Task instructions - Output the records that follow, with every character intact.

Data to examine -
--------------------
//! Per-document external-edit watch
//!
//! A monitor is constructed by the manager when at least one detector opts in
//! for a newly opened document. It subscribes to the annotation sources those
//! detectors supplied, coalesces change notifications into scheduled check
//! passes, and reports external-edit transitions to the consumer listener.
//! The manager retires it when the document closes.

use std::ops::Range;
use std::sync::{Arc, Weak};
use std::time::Instant;

use parking_lot::Mutex;
use tracing::{debug, trace};

use crate::annotations::{
    dedup_spans, spans_overlap, AnnotationListener, AnnotationSource, AnnotationSpan, Subscription,
};
use crate::detector::ExternalEditDetector;
use crate::document::{BufferHandle, Document, DocumentId};
use crate::metrics::metrics;
use crate::scheduler::CheckScheduler;

/// Transition of a document's external-edit state, as seen by one check pass.
#[derive(Debug, Clone, PartialEq, Eq)]
pub enum ExternalEditEvent {
    /// Annotations outside the baseline appeared where there were none.
    Started { spans: Vec<AnnotationSpan> },
    /// The set of externally edited spans changed while non-empty.
    Changed { spans: Vec<AnnotationSpan> },
    /// All externally edited spans are gone.
    Ended,
}

/// Consumer of external-edit transitions, typically the modal-editing layer.
pub trait ExternalEditListener: Send + Sync {
    fn on_external_edit(&self, document: DocumentId, event: ExternalEditEvent);
}

struct MonitorState {
    /// Spans present when the watch began (or accepted since); never reported.
    ignored: Vec<AnnotationSpan>,
    /// Spans currently reported to the consumer as an external edit.
    active: Vec<AnnotationSpan>,
    check_queued: bool,
    subscriptions: Vec<Subscription>,
    retired: bool,
}

/// The active watch over one document.
///
/// Holds the ordered sublist of detectors that opted in and the annotation
/// sources they supplied; both preserve roster registration order, which is
/// the priority order when sources report overlapping spans.
pub struct ExternalEditMonitor {
    document: Arc<Document>,
    detectors: Vec<Arc<dyn ExternalEditDetector>>,
    sources: Vec<Arc<dyn AnnotationSource>>,
    text_handle: Arc<dyn BufferHandle>,
    listener: Arc<dyn ExternalEditListener>,
    scheduler: Arc<dyn CheckScheduler>,
    weak_self: Weak<ExternalEditMonitor>,
    state: Mutex<MonitorState>,
}

impl ExternalEditMonitor {
    /// Constructs the monitor, snapshots the baseline annotation spans, and
    /// subscribes to every annotation source.
    pub fn start(
        document: Arc<Document>,
        detectors: Vec<Arc<dyn ExternalEditDetector>>,
        sources: Vec<Arc<dyn AnnotationSource>>,
        text_handle: Arc<dyn BufferHandle>,
        listener: Arc<dyn ExternalEditListener>,
        scheduler: Arc<dyn CheckScheduler>,
    ) -> Arc<Self> {
        let monitor = Arc::new_cyclic(|weak| ExternalEditMonitor {
            document,
            detectors,
            sources,
            text_handle,
            listener,
            scheduler,
            weak_self: weak.clone(),
            state: Mutex::new(MonitorState {
                ignored: Vec::new(),
                active: Vec::new(),
                check_queued: false,
                subscriptions: Vec::new(),
                retired: false,
            }),
        });

        // Annotations that predate the watch never count as an external edit.
        let baseline = monitor.collect_spans();
        let listener_ref =
            Arc::downgrade(&monitor) as Weak<dyn AnnotationListener>;
        let subscriptions: Vec<Subscription> = monitor
            .sources
            .iter()
            .map(|source| source.subscribe(listener_ref.clone()))
            .collect();

        {
            let mut state = monitor.state.lock();
            state.ignored = baseline;
            state.subscriptions = subscriptions;
        }

        debug!(
            "Monitor started for {}: {} detectors, {} annotation sources, {} baseline spans",
            monitor.document.id,
            monitor.detectors.len(),
            monitor.sources.len(),
            monitor.state.lock().ignored.len()
        );
        metrics().record_monitor_created();

        monitor
    }

    pub fn document_id(&self) -> DocumentId {
        self.document.id
    }

    /// Names of the interested detectors, in roster registration order.
    pub fn detector_names(&self) -> Vec<String> {
        self.detectors
            .iter()
            .map(|detector| detector.name().to_string())
            .collect()
    }

    /// Number of annotation sources under watch.
    pub fn source_count(&self) -> usize {
        self.sources.len()
    }

    /// The storage handle resolved for this document, passed through
    /// unexamined from the host's adapter.
    pub fn text_handle(&self) -> &Arc<dyn BufferHandle> {
        &self.text_handle
    }

    /// Spans currently reported to the consumer as an external edit.
    pub fn active_spans(&self) -> Vec<AnnotationSpan> {
        self.state.lock().active.clone()
    }

    pub fn is_retired(&self) -> bool {
        self.state.lock().retired
    }

    /// Tears down the watch: drops annotation subscriptions and silences any
    /// still-queued check. Idempotent; emits no event, the document is going
    /// away.
    pub fn retire(&self) {
        let subscriptions = {
            let mut state = self.state.lock();
            if state.retired {
                return;
            }
            state.retired = true;
            state.active.clear();
            std::mem::take(&mut state.subscriptions)
        };
        // Unsubscribe outside the state lock.
        drop(subscriptions);

        metrics().record_monitor_retired();
        debug!("Monitor retired for {}", self.document.id);
    }

    /// Runs one check pass: collects current spans from all sources in
    /// priority order, subtracts the baseline, and reports at most one
    /// transition to the consumer.
    pub fn perform_check(&self) {
        {
            let mut state = self.state.lock();
            if state.retired {
                return;
            }
            // Cleared before collection so a change arriving mid-collection
            // queues a fresh check rather than being lost.
            state.check_queued = false;
        }

        let started_at = Instant::now();
        let current = dedup_spans(self.collect_spans());

        let event = {
            let mut state = self.state.lock();
            if state.retired {
                return;
            }

            // An ignored span is forgotten once it no longer overlaps any
            // current span; if the same region is annotated again later, that
            // is a new external edit.
            state
                .ignored
                .retain(|ignored| current.iter().any(|span| spans_overlap(span, ignored)));

            let fresh: Vec<AnnotationSpan> = current
                .into_iter()
                .filter(|span| {
                    !state
                        .ignored
                        .iter()
                        .any(|ignored| spans_overlap(span, ignored))
                })
                .collect();

            if fresh == state.active {
                None
            } else {
                let event = match (state.active.is_empty(), fresh.is_empty()) {
                    (true, _) => ExternalEditEvent::Started {
                        spans: fresh.clone(),
                    },
                    (false, true) => ExternalEditEvent::Ended,
                    (false, false) => ExternalEditEvent::Changed {
                        spans: fresh.clone(),
                    },
                };
                state.active = fresh;
                Some(event)
            }
        };

        metrics().record_check();
        metrics().record_timing("monitor_check", started_at.elapsed());

        if let Some(event) = event {
            metrics().record_external_edit();
            debug!("External edit transition for {}: {:?}", self.document.id, event);
            self.listener.on_external_edit(self.document.id, event);
        }
    }

    /// Current spans from every source, in source (detector priority) order.
    fn collect_spans(&self) -> Vec<AnnotationSpan> {
        let mut spans = Vec::new();
        for source in &self.sources {
            spans.extend(source.spans_in(0..usize::MAX));
        }
        spans
    }
}

impl AnnotationListener for ExternalEditMonitor {
    fn annotations_changed(&self, range: Range<usize>) {
        {
            let mut state = self.state.lock();
            if state.retired || state.check_queued {
                return;
            }
            state.check_queued = true;
        }
        trace!(
            "Annotations changed for {} in {}..{}, check queued",
            self.document.id,
            range.start,
            range.end
        );

        let weak = self.weak_self.clone();
        self.scheduler.schedule(Box::new(move || {
            if let Some(monitor) = weak.upgrade() {
                monitor.perform_check();
            }
        }));
    }
}

impl std::fmt::Debug for ExternalEditMonitor {
    fn fmt(&self, f: &mut std::fmt::Formatter<'_>) -> std::fmt::Result {
        f.debug_struct("ExternalEditMonitor")
            .field("document", &self.document.id)
            .field("detectors", &self.detector_names())
            .field("sources", &self.sources.len())
            .field("retired", &self.is_retired())
            .finish()
    }
}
--------------------
Written response -
//! Per-document external-edit watch
//!
//! A monitor is constructed by the manager when at least one detector opts in
//! for a newly opened document. It subscribes to the annotation sources those
//! detectors supplied, coalesces change notifications into scheduled check
//! passes, and reports external-edit transitions to the consumer listener.
//! The manager retires it when the document closes.

use std::ops::Range;
use std::sync::{Arc, Weak};
use std::time::Instant;

use parking_lot::Mutex;
use tracing::{debug, trace};

use crate::annotations::{
    dedup_spans, spans_overlap, AnnotationListener, AnnotationSource, AnnotationSpan, Subscription,
};
use crate::detector::ExternalEditDetector;
use crate::document::{BufferHandle, Document, DocumentId};
use crate::metrics::metrics;
use crate::scheduler::CheckScheduler;

/// Transition of a document's external-edit state, as seen by one check pass.
#[derive(Debug, Clone, PartialEq, Eq)]
pub enum ExternalEditEvent {
    /// Annotations outside the baseline appeared where there were none.
    Started { spans: Vec<AnnotationSpan> },
    /// The set of externally edited spans changed while non-empty.
    Changed { spans: Vec<AnnotationSpan> },
    /// All externally edited spans are gone.
    Ended,
}

/// Consumer of external-edit transitions, typically the modal-editing layer.
pub trait ExternalEditListener: Send + Sync {
    fn on_external_edit(&self, document: DocumentId, event: ExternalEditEvent);
}

struct MonitorState {
    /// Spans present when the watch began (or accepted since); never reported.
    ignored: Vec<AnnotationSpan>,
    /// Spans currently reported to the consumer as an external edit.
    active: Vec<AnnotationSpan>,
    check_queued: bool,
    subscriptions: Vec<Subscription>,
    retired: bool,
}

/// The active watch over one document.
///
/// Holds the ordered sublist of detectors that opted in and the annotation
/// sources they supplied; both preserve roster registration order, which is
/// the priority order when sources report overlapping spans.
pub struct ExternalEditMonitor {
    document: Arc<Document>,
    detectors: Vec<Arc<dyn ExternalEditDetector>>,
    sources: Vec<Arc<dyn AnnotationSource>>,
    text_handle: Arc<dyn BufferHandle>,
    listener: Arc<dyn ExternalEditListener>,
    scheduler: Arc<dyn CheckScheduler>,
    weak_self: Weak<ExternalEditMonitor>,
    state: Mutex<MonitorState>,
}

impl ExternalEditMonitor {
    /// Constructs the monitor, snapshots the baseline annotation spans, and
    /// subscribes to every annotation source.
    pub fn start(
        document: Arc<Document>,
        detectors: Vec<Arc<dyn ExternalEditDetector>>,
        sources: Vec<Arc<dyn AnnotationSource>>,
        text_handle: Arc<dyn BufferHandle>,
        listener: Arc<dyn ExternalEditListener>,
        scheduler: Arc<dyn CheckScheduler>,
    ) -> Arc<Self> {
        let monitor = Arc::new_cyclic(|weak| ExternalEditMonitor {
            document,
            detectors,
            sources,
            text_handle,
            listener,
            scheduler,
            weak_self: weak.clone(),
            state: Mutex::new(MonitorState {
                ignored: Vec::new(),
                active: Vec::new(),
                check_queued: false,
                subscriptions: Vec::new(),
                retired: false,
            }),
        });

        // Annotations that predate the watch never count as an external edit.
        let baseline = monitor.collect_spans();
        let listener_ref =
            Arc::downgrade(&monitor) as Weak<dyn AnnotationListener>;
        let subscriptions: Vec<Subscription> = monitor
            .sources
            .iter()
            .map(|source| source.subscribe(listener_ref.clone()))
            .collect();

        {
            let mut state = monitor.state.lock();
            state.ignored = baseline;
            state.subscriptions = subscriptions;
        }

        debug!(
            "Monitor started for {}: {} detectors, {} annotation sources, {} baseline spans",
            monitor.document.id,
            monitor.detectors.len(),
            monitor.sources.len(),
            monitor.state.lock().ignored.len()
        );
        metrics().record_monitor_created();

        monitor
    }

    pub fn document_id(&self) -> DocumentId {
        self.document.id
    }

    /// Names of the interested detectors, in roster registration order.
    pub fn detector_names(&self) -> Vec<String> {
        self.detectors
            .iter()
            .map(|detector| detector.name().to_string())
            .collect()
    }

    /// Number of annotation sources under watch.
    pub fn source_count(&self) -> usize {
        self.sources.len()
    }

    /// The storage handle resolved for this document, passed through
    /// unexamined from the host's adapter.
    pub fn text_handle(&self) -> &Arc<dyn BufferHandle> {
        &self.text_handle
    }

    /// Spans currently reported to the consumer as an external edit.
    pub fn active_spans(&self) -> Vec<AnnotationSpan> {
        self.state.lock().active.clone()
    }

    pub fn is_retired(&self) -> bool {
        self.state.lock().retired
    }

    /// Tears down the watch: drops annotation subscriptions and silences any
    /// still-queued check. Idempotent; emits no event, the document is going
    /// away.
    pub fn retire(&self) {
        let subscriptions = {
            let mut state = self.state.lock();
            if state.retired {
                return;
            }
            state.retired = true;
            state.active.clear();
            std::mem::take(&mut state.subscriptions)
        };
        // Unsubscribe outside the state lock.
        drop(subscriptions);

        metrics().record_monitor_retired();
        debug!("Monitor retired for {}", self.document.id);
    }

    /// Runs one check pass: collects current spans from all sources in
    /// priority order, subtracts the baseline, and reports at most one
    /// transition to the consumer.
    pub fn perform_check(&self) {
        {
            let mut state = self.state.lock();
            if state.retired {
                return;
            }
            // Cleared before collection so a change arriving mid-collection
            // queues a fresh check rather than being lost.
            state.check_queued = false;
        }

        let started_at = Instant::now();
        let current = dedup_spans(self.collect_spans());

        let event = {
            let mut state = self.state.lock();
            if state.retired {
                return;
            }

            // An ignored span is forgotten once it no longer overlaps any
            // current span; if the same region is annotated again later, that
            // is a new external edit.
            state
                .ignored
                .retain(|ignored| current.iter().any(|span| spans_overlap(span, ignored)));

            let fresh: Vec<AnnotationSpan> = current
                .into_iter()
                .filter(|span| {
                    !state
                        .ignored
                        .iter()
                        .any(|ignored| spans_overlap(span, ignored))
                })
                .collect();

            if fresh == state.active {
                None
            } else {
                let event = match (state.active.is_empty(), fresh.is_empty()) {
                    (true, _) => ExternalEditEvent::Started {
                        spans: fresh.clone(),
                    },
                    (false, true) => ExternalEditEvent::Ended,
                    (false, false) => ExternalEditEvent::Changed {
                        spans: fresh.clone(),
                    },
                };
                state.active = fresh;
                Some(event)
            }
        };

        metrics().record_check();
        metrics().record_timing("monitor_check", started_at.elapsed());

        if let Some(event) = event {
            metrics().record_external_edit();
            debug!("External edit transition for {}: {:?}", self.document.id, event);
            self.listener.on_external_edit(self.document.id, event);
        }
    }

    /// Current spans from every source, in source (detector priority) order.
    fn collect_spans(&self) -> Vec<AnnotationSpan> {
        let mut spans = Vec::new();
        for source in &self.sources {
            spans.extend(source.spans_in(0..usize::MAX));
        }
        spans
    }
}

impl AnnotationListener for ExternalEditMonitor {
    fn annotations_changed(&self, range: Range<usize>) {
        {
            let mut state = self.state.lock();
            if state.retired || state.check_queued {
                return;
            }
            state.check_queued = true;
        }
        trace!(
            "Annotations changed for {} in {}..{}, check queued",
            self.document.id,
            range.start,
            range.end
        );

        let weak = self.weak_self.clone();
        self.scheduler.schedule(Box::new(move || {
            if let Some(monitor) = weak.upgrade() {
                monitor.perform_check();
            }
        }));
    }
}

impl std::fmt::Debug for ExternalEditMonitor {
    fn fmt(&self, f: &mut std::fmt::Formatter<'_>) -> std::fmt::Result {
        f.debug_struct("ExternalEditMonitor")
            .field("document", &self.document.id)
            .field("detectors", &self.detector_names())
            .field("sources", &self.sources.len())
            .field("retired", &self.is_retired())
            .finish()
    }
}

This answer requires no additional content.